SN Comput Sci. 2022;3(6):422. doi: 10.1007/s42979-022-01305-8. Epub 2022 Aug 6.

Abstract

Classifying product reviews is one of the tasks in Natural Language Processing by which the sentiment of the reviewer towards a product can be identified. This identification is useful for the growth of the business by increasing the number of satisfied customers through product quality improvement. Bigram models are more popular in performing this classification since it considers the occurrence of two words consecutively in the reviews. In the existing works on bigram models, semantically similar words to the words present in bigrams are not considered. As the reviewers use different words with the same meaning to express their feeling, we proposed improved bigram models in which semantically similar words to the words in bigrams are also used for classifying the reviews.

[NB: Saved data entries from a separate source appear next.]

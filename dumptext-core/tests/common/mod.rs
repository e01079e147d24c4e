#![allow(dead_code)]

use byteorder::{BigEndian, ByteOrder, LittleEndian, WriteBytesExt};
use std::io::Write;

pub const SHT_PROGBITS: u32 = 1;
pub const SHT_STRTAB: u32 = 3;
pub const SHT_NOBITS: u32 = 8;
pub const SHF_ALLOC: u64 = 0x2;
pub const SHF_EXECINSTR: u64 = 0x4;

pub struct FixtureSection {
    pub name: String,
    pub sh_type: u32,
    pub flags: u64,
    pub data: Vec<u8>,
}

/// Writes small but well-formed ELF images for tests.
///
/// Layout: header, section data, name string table, then the section header
/// table. `headers_first` moves the table and string table ahead of the data.
pub struct ElfBuilder {
    pub is_64: bool,
    pub big_endian: bool,
    pub headers_first: bool,
    pub sections: Vec<FixtureSection>,
}

impl ElfBuilder {
    pub fn new() -> Self {
        Self {
            is_64: true,
            big_endian: false,
            headers_first: false,
            sections: Vec::new(),
        }
    }

    pub fn elf32(mut self) -> Self {
        self.is_64 = false;
        self
    }

    pub fn big_endian(mut self) -> Self {
        self.big_endian = true;
        self
    }

    pub fn headers_first(mut self) -> Self {
        self.headers_first = true;
        self
    }

    pub fn section(mut self, name: &str, sh_type: u32, flags: u64, data: &[u8]) -> Self {
        self.sections.push(FixtureSection {
            name: name.to_string(),
            sh_type,
            flags,
            data: data.to_vec(),
        });
        self
    }

    pub fn text(self, data: &[u8]) -> Self {
        self.section(".text", SHT_PROGBITS, SHF_ALLOC | SHF_EXECINSTR, data)
    }

    pub fn build(&self) -> Vec<u8> {
        if self.big_endian {
            self.build_with::<BigEndian>()
        } else {
            self.build_with::<LittleEndian>()
        }
    }

    fn ehdr_size(&self) -> u64 {
        if self.is_64 { 64 } else { 52 }
    }

    fn shdr_size(&self) -> u64 {
        if self.is_64 { 64 } else { 40 }
    }

    fn build_with<B: ByteOrder>(&self) -> Vec<u8> {
        // Null section, user sections, then .shstrtab.
        let mut shstrtab = vec![0u8];
        let mut name_offsets = Vec::new();
        for s in &self.sections {
            name_offsets.push(shstrtab.len() as u32);
            shstrtab.extend_from_slice(s.name.as_bytes());
            shstrtab.push(0);
        }
        let shstrtab_name = shstrtab.len() as u32;
        shstrtab.extend_from_slice(b".shstrtab\0");

        let shnum = self.sections.len() as u64 + 2;
        let table_size = shnum * self.shdr_size();

        let mut cursor = self.ehdr_size();
        let mut shoff = 0;
        let mut shstrtab_offset = 0;
        if self.headers_first {
            shoff = cursor;
            cursor += table_size;
            shstrtab_offset = cursor;
            cursor += shstrtab.len() as u64;
        }
        let mut data_offsets = Vec::new();
        for s in &self.sections {
            data_offsets.push(cursor);
            if s.sh_type != SHT_NOBITS {
                cursor += s.data.len() as u64;
            }
        }
        if !self.headers_first {
            shstrtab_offset = cursor;
            cursor += shstrtab.len() as u64;
            shoff = cursor;
        }

        let mut out = Vec::new();
        self.write_ehdr::<B>(&mut out, shoff, shnum as u16, (shnum - 1) as u16);

        let mut table = Vec::new();
        self.write_shdr::<B>(&mut table, 0, 0, 0, 0, 0, 0);
        for (i, s) in self.sections.iter().enumerate() {
            self.write_shdr::<B>(
                &mut table,
                name_offsets[i],
                s.sh_type,
                s.flags,
                data_offsets[i],
                s.data.len() as u64,
                0,
            );
        }
        self.write_shdr::<B>(
            &mut table,
            shstrtab_name,
            SHT_STRTAB,
            0,
            shstrtab_offset,
            shstrtab.len() as u64,
            0,
        );

        if self.headers_first {
            out.extend_from_slice(&table);
            out.extend_from_slice(&shstrtab);
        }
        for s in &self.sections {
            if s.sh_type != SHT_NOBITS {
                out.extend_from_slice(&s.data);
            }
        }
        if !self.headers_first {
            out.extend_from_slice(&shstrtab);
            out.extend_from_slice(&table);
        }
        out
    }

    fn write_ehdr<B: ByteOrder>(&self, out: &mut Vec<u8>, shoff: u64, shnum: u16, shstrndx: u16) {
        let class = if self.is_64 { 2 } else { 1 };
        let data = if self.big_endian { 2 } else { 1 };
        out.write_all(&[0x7f, b'E', b'L', b'F', class, data, 1, 0]).unwrap();
        out.write_all(&[0; 8]).unwrap();

        out.write_u16::<B>(1).unwrap(); // ET_REL
        out.write_u16::<B>(62).unwrap(); // EM_X86_64
        out.write_u32::<B>(1).unwrap();
        self.write_word::<B>(out, 0); // e_entry
        self.write_word::<B>(out, 0); // e_phoff
        self.write_word::<B>(out, shoff);
        out.write_u32::<B>(0).unwrap();
        out.write_u16::<B>(self.ehdr_size() as u16).unwrap();
        out.write_u16::<B>(0).unwrap();
        out.write_u16::<B>(0).unwrap();
        out.write_u16::<B>(self.shdr_size() as u16).unwrap();
        out.write_u16::<B>(shnum).unwrap();
        out.write_u16::<B>(shstrndx).unwrap();
    }

    #[allow(clippy::too_many_arguments)]
    fn write_shdr<B: ByteOrder>(
        &self,
        out: &mut Vec<u8>,
        name: u32,
        sh_type: u32,
        flags: u64,
        offset: u64,
        size: u64,
        link: u32,
    ) {
        out.write_u32::<B>(name).unwrap();
        out.write_u32::<B>(sh_type).unwrap();
        self.write_word::<B>(out, flags);
        self.write_word::<B>(out, 0); // sh_addr
        self.write_word::<B>(out, offset);
        self.write_word::<B>(out, size);
        out.write_u32::<B>(link).unwrap();
        out.write_u32::<B>(0).unwrap();
        self.write_word::<B>(out, 1); // sh_addralign
        self.write_word::<B>(out, 0); // sh_entsize
    }

    fn write_word<B: ByteOrder>(&self, out: &mut Vec<u8>, v: u64) {
        if self.is_64 {
            out.write_u64::<B>(v).unwrap();
        } else {
            out.write_u32::<B>(v as u32).unwrap();
        }
    }
}

/// The minimal image used by most tests: one `.text` holding `de ad be ef`.
pub fn deadbeef_elf() -> Vec<u8> {
    ElfBuilder::new().text(&[0xde, 0xad, 0xbe, 0xef]).build()
}

/// Offset of the `e_shoff` field in a 64-bit header.
pub const E_SHOFF_64: usize = 0x28;
/// Offsets of `e_shnum` and `e_shstrndx` in a 64-bit header.
pub const E_SHNUM_64: usize = 0x3c;
pub const E_SHSTRNDX_64: usize = 0x3e;
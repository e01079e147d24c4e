use std::io::{self, Write};

/// Writes the bytes unchanged.
///
/// A byte sequence has no word width, so host byte order needs no reordering.
pub fn encode<W: Write>(out: &mut W, bytes: &[u8]) -> io::Result<()> {
    out.write_all(bytes)
}
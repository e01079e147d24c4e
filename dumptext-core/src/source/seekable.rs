use std::cell::RefCell;
use std::io::{self, Read, Seek, SeekFrom};

use crate::error::SourceError;
use crate::source::ReadAt;

/// Random access over anything that can already seek, such as a [`std::fs::File`].
#[derive(Debug)]
pub struct SeekableSource<R: Read + Seek> {
    inner: RefCell<R>,
}

impl<R: Read + Seek> SeekableSource<R> {
    pub fn new(inner: R) -> Self {
        Self {
            inner: RefCell::new(inner),
        }
    }
}

impl<R: Read + Seek> ReadAt for SeekableSource<R> {
    fn read_exact_at(&self, buf: &mut [u8], offset: u64) -> Result<(), SourceError> {
        if buf.is_empty() {
            return Ok(());
        }
        let reader = &mut *self.inner.borrow_mut();
        reader.seek(SeekFrom::Start(offset))?;

        let mut filled = 0;
        while filled < buf.len() {
            match reader.read(&mut buf[filled..]) {
                Ok(0) => break,
                Ok(n) => filled += n,
                Err(e) if e.kind() == io::ErrorKind::Interrupted => continue,
                Err(e) => return Err(e.into()),
            }
        }

        if filled < buf.len() {
            return Err(SourceError::ShortRead {
                offset,
                wanted: buf.len() as u64,
                available: filled as u64,
            });
        }
        Ok(())
    }
}
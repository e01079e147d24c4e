use goblin::elf::section_header::{
    self, SectionHeader, SHF_COMPRESSED, SHF_EXECINSTR, SHT_NOBITS,
};

/// One entry of the section header table with its name resolved.
#[derive(Debug, Clone, PartialEq, Eq)]
pub struct Section {
    pub index: usize,
    pub name: String,
    pub sh_type: u32,
    pub flags: u64,
    pub vma: u64,
    pub file_offset: u64,
    pub size: u64,
}

impl Section {
    pub(crate) fn from_goblin_sh(index: usize, name: String, sh: &SectionHeader) -> Self {
        Section {
            index,
            name,
            sh_type: sh.sh_type,
            flags: sh.sh_flags,
            vma: sh.sh_addr,
            file_offset: sh.sh_offset,
            size: sh.sh_size,
        }
    }

    /// True when the section takes no space in the file (e.g. `.bss`).
    pub fn is_nobits(&self) -> bool {
        self.sh_type == SHT_NOBITS
    }

    pub fn is_executable(&self) -> bool {
        self.flags & u64::from(SHF_EXECINSTR) != 0
    }

    /// Stored behind an ELF compression header.
    pub fn is_compressed(&self) -> bool {
        self.flags & u64::from(SHF_COMPRESSED) != 0
    }

    /// Short name of the section type, e.g. `PROGBITS`.
    pub fn type_name(&self) -> &'static str {
        let name = section_header::sht_to_str(self.sh_type);
        name.strip_prefix("SHT_").unwrap_or(name)
    }
}

/// Returns the NUL-terminated name starting at `offset` in a string table.
pub(crate) fn name_from_strtab(strtab: &[u8], offset: usize) -> Option<String> {
    let tail = strtab.get(offset..)?;
    let end = tail.iter().position(|&b| b == 0)?;
    Some(String::from_utf8_lossy(&tail[..end]).into_owned())
}
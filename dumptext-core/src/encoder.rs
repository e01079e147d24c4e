pub mod escape;
pub mod hexdump;
pub mod raw;

pub use hexdump::HexdumpWriter;

use std::io::Write;

use crate::config::Format;
use crate::error::{Error, Result};

impl Format {
    /// Writes `bytes` to `out` in this format.
    ///
    /// Output is streamed; whatever reached `out` before a write failure stays
    /// there.
    pub fn encode<W: Write>(self, out: &mut W, bytes: &[u8]) -> Result<()> {
        log::info!("encoding {} bytes as {}", bytes.len(), self);
        let written = match self {
            Format::Raw => raw::encode(out, bytes),
            Format::Escape => escape::encode(out, bytes),
            Format::Dump => hexdump::encode(out, bytes),
        };
        written.map_err(Error::Write)
    }
}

In the proposed models, sentiment polarity thesaurus is constructed by including sentiment words and their synonyms. The combinations of constructed thesaurus, Synset and Word2Vec are used for extracting synonyms for the words in the reviews. Performance of the proposed models is compared with the traditional bigram model and state-of-the-art methods. It is observed from the results that our models are able to achieve better performance than traditional model and recent methods.

Keywords: Bigram; Classification; Natural Language Processing; Synset; Unigram; Word2Vec.